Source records
[Start of section]

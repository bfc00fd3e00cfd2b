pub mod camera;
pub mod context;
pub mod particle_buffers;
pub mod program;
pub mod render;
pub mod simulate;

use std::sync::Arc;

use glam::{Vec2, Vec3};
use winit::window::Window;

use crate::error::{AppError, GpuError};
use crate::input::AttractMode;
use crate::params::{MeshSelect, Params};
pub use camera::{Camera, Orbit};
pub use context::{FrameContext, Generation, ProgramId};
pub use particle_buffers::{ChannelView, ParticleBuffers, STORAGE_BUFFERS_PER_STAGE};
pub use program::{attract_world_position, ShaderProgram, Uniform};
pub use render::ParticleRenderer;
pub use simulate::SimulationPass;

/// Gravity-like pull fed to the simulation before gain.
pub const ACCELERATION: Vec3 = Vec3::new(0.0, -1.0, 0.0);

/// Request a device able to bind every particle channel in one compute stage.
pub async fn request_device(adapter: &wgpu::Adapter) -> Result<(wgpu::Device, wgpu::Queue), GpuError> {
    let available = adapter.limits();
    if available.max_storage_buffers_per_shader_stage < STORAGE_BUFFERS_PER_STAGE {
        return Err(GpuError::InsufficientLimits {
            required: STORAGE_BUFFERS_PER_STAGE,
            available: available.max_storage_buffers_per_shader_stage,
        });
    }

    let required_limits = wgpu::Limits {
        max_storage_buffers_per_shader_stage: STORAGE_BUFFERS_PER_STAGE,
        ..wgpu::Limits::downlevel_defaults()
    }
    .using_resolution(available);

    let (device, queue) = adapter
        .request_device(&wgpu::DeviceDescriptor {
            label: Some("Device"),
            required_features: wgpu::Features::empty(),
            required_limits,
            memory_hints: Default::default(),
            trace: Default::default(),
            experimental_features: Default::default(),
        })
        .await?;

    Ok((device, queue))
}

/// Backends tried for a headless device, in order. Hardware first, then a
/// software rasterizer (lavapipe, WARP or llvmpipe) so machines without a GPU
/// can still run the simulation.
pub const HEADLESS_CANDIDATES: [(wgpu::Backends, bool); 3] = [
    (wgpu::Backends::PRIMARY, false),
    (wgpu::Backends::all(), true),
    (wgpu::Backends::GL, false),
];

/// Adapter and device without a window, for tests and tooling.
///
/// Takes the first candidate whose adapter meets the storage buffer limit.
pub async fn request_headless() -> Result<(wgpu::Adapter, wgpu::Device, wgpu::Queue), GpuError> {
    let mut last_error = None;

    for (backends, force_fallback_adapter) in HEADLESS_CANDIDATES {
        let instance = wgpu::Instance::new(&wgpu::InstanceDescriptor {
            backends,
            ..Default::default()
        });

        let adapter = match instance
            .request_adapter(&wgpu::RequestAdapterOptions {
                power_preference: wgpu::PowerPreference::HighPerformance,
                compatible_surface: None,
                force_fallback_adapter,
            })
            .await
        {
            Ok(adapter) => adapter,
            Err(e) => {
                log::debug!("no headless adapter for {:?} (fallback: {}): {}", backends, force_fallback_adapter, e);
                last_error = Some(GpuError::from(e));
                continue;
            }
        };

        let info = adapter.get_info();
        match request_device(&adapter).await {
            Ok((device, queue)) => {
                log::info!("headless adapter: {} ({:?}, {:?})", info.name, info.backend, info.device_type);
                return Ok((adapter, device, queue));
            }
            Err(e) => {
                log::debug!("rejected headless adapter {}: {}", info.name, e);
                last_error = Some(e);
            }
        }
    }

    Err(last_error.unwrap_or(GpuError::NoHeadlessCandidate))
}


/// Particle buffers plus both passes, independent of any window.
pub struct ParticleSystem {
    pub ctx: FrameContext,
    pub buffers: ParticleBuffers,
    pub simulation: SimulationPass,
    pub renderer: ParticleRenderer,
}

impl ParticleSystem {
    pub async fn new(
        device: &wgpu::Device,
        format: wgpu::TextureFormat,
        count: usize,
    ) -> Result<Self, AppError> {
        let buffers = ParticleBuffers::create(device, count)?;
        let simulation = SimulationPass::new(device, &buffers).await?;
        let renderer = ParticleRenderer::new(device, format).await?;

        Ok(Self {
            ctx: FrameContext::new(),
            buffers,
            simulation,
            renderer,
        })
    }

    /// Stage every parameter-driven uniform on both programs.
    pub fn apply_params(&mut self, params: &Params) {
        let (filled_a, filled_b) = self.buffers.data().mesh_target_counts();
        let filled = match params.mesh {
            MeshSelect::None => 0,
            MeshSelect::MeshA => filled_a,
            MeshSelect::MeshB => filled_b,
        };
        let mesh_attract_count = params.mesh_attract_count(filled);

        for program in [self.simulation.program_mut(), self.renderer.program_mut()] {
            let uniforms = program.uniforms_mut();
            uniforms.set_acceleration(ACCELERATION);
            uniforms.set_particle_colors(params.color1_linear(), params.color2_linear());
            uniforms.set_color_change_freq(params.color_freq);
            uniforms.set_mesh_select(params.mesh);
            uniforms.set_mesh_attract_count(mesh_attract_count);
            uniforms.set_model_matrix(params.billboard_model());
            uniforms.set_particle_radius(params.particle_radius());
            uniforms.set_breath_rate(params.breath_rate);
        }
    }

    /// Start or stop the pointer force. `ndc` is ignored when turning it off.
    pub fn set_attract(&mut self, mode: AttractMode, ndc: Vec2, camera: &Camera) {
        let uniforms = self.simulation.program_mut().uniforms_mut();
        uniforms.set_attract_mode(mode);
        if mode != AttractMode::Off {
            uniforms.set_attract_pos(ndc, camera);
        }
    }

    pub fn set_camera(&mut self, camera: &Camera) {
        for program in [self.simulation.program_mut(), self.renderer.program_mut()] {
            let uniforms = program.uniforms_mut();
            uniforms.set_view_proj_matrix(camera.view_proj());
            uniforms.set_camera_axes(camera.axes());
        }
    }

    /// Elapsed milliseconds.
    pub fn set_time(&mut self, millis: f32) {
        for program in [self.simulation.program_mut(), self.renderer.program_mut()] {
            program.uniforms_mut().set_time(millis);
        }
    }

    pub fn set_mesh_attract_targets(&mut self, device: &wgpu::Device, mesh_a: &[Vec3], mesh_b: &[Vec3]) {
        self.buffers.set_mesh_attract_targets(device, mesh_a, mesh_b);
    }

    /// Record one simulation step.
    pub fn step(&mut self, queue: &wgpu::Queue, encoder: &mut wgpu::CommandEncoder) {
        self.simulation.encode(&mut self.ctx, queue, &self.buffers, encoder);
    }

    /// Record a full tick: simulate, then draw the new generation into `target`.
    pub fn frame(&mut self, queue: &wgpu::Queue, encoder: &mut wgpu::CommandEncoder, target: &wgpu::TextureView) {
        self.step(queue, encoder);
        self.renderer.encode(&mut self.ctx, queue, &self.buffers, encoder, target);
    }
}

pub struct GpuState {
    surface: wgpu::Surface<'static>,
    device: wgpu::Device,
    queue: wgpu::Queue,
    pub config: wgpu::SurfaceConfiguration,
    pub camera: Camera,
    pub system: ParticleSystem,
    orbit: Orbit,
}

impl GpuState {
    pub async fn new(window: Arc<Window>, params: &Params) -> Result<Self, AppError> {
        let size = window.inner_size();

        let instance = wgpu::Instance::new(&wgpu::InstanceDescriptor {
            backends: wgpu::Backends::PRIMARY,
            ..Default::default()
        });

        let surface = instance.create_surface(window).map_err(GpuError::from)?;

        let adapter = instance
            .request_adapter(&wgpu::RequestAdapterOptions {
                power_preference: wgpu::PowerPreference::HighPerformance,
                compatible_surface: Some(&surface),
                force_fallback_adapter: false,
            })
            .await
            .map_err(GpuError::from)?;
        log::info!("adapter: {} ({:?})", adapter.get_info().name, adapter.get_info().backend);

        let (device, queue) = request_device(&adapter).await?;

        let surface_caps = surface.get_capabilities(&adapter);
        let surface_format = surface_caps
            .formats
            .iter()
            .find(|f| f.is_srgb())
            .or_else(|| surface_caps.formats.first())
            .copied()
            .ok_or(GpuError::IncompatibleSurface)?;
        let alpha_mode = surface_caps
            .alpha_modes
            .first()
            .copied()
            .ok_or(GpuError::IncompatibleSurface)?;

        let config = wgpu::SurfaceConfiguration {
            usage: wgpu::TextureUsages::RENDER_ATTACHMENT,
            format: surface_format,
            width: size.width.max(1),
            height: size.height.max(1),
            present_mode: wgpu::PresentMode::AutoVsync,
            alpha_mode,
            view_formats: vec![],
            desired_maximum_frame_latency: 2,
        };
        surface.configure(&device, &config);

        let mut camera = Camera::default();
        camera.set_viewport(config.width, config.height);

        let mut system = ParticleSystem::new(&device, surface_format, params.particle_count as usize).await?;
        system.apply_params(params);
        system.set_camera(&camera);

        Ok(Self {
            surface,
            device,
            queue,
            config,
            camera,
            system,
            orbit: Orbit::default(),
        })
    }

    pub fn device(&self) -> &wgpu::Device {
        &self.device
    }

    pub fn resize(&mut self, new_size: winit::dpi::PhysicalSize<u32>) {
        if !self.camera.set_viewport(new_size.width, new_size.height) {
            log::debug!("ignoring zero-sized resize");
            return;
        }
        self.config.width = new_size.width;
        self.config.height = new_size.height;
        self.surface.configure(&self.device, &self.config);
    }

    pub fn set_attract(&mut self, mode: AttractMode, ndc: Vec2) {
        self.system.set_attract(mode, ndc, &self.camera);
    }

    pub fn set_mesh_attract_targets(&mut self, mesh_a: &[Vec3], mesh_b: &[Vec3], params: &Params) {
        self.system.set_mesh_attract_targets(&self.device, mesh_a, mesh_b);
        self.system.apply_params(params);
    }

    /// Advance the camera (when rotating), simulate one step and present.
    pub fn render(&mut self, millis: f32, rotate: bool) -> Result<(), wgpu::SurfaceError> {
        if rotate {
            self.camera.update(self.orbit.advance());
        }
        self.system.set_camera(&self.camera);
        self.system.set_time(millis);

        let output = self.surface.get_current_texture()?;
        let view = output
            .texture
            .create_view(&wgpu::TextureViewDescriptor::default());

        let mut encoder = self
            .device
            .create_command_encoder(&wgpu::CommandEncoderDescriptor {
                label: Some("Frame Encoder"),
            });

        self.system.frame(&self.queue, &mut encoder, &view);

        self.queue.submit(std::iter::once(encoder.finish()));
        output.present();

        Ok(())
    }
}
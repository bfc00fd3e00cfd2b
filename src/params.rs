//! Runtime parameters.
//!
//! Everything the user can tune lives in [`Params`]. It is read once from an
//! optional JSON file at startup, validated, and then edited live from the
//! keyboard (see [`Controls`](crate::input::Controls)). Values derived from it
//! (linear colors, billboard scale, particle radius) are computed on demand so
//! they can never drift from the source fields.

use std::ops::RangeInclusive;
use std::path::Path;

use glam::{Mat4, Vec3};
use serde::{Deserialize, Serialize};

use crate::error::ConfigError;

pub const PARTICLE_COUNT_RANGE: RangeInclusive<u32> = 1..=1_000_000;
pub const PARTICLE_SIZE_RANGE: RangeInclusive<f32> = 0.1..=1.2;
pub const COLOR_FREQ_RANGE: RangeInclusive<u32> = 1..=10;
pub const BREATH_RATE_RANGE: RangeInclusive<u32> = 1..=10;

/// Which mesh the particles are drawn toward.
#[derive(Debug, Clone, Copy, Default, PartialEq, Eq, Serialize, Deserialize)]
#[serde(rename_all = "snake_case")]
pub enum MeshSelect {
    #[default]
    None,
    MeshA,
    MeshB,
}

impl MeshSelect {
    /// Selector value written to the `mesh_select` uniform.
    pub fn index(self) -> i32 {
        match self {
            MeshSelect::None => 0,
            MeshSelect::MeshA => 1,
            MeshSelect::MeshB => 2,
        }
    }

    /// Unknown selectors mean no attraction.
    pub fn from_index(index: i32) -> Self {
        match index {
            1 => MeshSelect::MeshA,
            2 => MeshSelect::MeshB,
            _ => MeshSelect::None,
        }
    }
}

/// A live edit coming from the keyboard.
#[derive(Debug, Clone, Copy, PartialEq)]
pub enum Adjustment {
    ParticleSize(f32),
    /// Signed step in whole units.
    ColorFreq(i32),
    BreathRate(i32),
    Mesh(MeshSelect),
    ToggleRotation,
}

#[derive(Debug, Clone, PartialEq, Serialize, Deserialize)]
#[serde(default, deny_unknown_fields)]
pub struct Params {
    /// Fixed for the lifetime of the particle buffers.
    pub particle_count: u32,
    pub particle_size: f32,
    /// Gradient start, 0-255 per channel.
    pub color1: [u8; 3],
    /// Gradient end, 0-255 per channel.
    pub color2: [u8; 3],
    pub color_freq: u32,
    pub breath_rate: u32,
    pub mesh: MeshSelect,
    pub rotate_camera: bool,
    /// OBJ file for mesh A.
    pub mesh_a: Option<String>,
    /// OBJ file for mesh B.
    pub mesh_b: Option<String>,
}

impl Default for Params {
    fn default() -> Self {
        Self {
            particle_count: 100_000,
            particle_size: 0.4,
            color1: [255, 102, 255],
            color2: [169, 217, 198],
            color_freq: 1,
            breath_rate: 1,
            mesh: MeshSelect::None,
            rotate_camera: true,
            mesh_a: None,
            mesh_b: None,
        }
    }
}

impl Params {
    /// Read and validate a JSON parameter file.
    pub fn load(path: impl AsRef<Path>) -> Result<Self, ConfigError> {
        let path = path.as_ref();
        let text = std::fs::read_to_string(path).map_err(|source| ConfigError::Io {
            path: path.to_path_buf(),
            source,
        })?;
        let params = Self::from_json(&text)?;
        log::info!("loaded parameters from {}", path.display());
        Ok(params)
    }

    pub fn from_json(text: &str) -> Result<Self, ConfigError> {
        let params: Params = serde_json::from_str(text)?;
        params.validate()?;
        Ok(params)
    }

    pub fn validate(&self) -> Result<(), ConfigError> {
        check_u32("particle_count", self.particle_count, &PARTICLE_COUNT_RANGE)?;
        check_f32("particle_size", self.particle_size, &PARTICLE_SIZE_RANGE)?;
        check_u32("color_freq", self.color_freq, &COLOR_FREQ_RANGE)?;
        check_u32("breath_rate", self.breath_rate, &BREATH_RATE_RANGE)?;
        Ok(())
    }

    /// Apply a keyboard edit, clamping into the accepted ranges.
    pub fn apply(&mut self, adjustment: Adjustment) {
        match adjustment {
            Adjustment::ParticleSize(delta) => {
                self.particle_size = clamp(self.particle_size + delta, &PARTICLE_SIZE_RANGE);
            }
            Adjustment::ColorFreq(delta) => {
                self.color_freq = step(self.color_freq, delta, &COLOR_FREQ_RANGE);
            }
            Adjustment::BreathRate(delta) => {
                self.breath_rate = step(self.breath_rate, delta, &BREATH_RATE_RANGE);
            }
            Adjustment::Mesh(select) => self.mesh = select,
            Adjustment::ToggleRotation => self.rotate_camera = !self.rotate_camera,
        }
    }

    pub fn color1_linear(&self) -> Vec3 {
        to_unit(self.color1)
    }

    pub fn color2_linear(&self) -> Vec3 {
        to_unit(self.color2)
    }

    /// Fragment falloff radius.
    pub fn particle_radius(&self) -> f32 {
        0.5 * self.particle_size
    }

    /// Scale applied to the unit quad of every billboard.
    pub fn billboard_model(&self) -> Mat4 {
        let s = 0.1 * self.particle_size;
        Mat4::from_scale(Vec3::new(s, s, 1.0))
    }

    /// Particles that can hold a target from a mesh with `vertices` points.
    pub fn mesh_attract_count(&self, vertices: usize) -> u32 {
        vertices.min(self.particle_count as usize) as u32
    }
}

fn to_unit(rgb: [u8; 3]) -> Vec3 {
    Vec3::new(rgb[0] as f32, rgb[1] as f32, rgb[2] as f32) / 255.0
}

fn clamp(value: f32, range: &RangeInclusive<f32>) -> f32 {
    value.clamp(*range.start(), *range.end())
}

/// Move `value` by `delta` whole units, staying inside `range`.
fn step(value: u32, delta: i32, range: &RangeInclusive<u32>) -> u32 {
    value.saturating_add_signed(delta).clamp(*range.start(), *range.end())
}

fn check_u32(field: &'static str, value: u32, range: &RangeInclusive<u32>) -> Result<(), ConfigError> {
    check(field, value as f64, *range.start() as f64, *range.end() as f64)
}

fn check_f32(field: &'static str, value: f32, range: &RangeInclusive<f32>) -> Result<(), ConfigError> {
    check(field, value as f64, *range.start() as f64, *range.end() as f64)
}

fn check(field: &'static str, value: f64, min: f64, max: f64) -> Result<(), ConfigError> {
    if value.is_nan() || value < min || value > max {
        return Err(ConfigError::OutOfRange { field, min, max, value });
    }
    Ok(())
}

[End of section]

_Work request_: Out of the data above, transcribe exactly and only the lines starting with the line that has "pub fn load(path: impl" and going on through the line that has "Fragment falloff radius.", both included.

_Result for this exercise_:
    pub fn load(path: impl AsRef<Path>) -> Result<Self, ConfigError> {
        let path = path.as_ref();
        let text = std::fs::read_to_string(path).map_err(|source| ConfigError::Io {
            path: path.to_path_buf(),
            source,
        })?;
        let params = Self::from_json(&text)?;
        log::info!("loaded parameters from {}", path.display());
        Ok(params)
    }

    pub fn from_json(text: &str) -> Result<Self, ConfigError> {
        let params: Params = serde_json::from_str(text)?;
        params.validate()?;
        Ok(params)
    }

    pub fn validate(&self) -> Result<(), ConfigError> {
        check_u32("particle_count", self.particle_count, &PARTICLE_COUNT_RANGE)?;
        check_f32("particle_size", self.particle_size, &PARTICLE_SIZE_RANGE)?;
        check_u32("color_freq", self.color_freq, &COLOR_FREQ_RANGE)?;
        check_u32("breath_rate", self.breath_rate, &BREATH_RATE_RANGE)?;
        Ok(())
    }

    /// Apply a keyboard edit, clamping into the accepted ranges.
    pub fn apply(&mut self, adjustment: Adjustment) {
        match adjustment {
            Adjustment::ParticleSize(delta) => {
                self.particle_size = clamp(self.particle_size + delta, &PARTICLE_SIZE_RANGE);
            }
            Adjustment::ColorFreq(delta) => {
                self.color_freq = step(self.color_freq, delta, &COLOR_FREQ_RANGE);
            }
            Adjustment::BreathRate(delta) => {
                self.breath_rate = step(self.breath_rate, delta, &BREATH_RATE_RANGE);
            }
            Adjustment::Mesh(select) => self.mesh = select,
            Adjustment::ToggleRotation => self.rotate_camera = !self.rotate_camera,
        }
    }

    pub fn color1_linear(&self) -> Vec3 {
        to_unit(self.color1)
    }

    pub fn color2_linear(&self) -> Vec3 {
        to_unit(self.color2)
    }

    /// Fragment falloff radius.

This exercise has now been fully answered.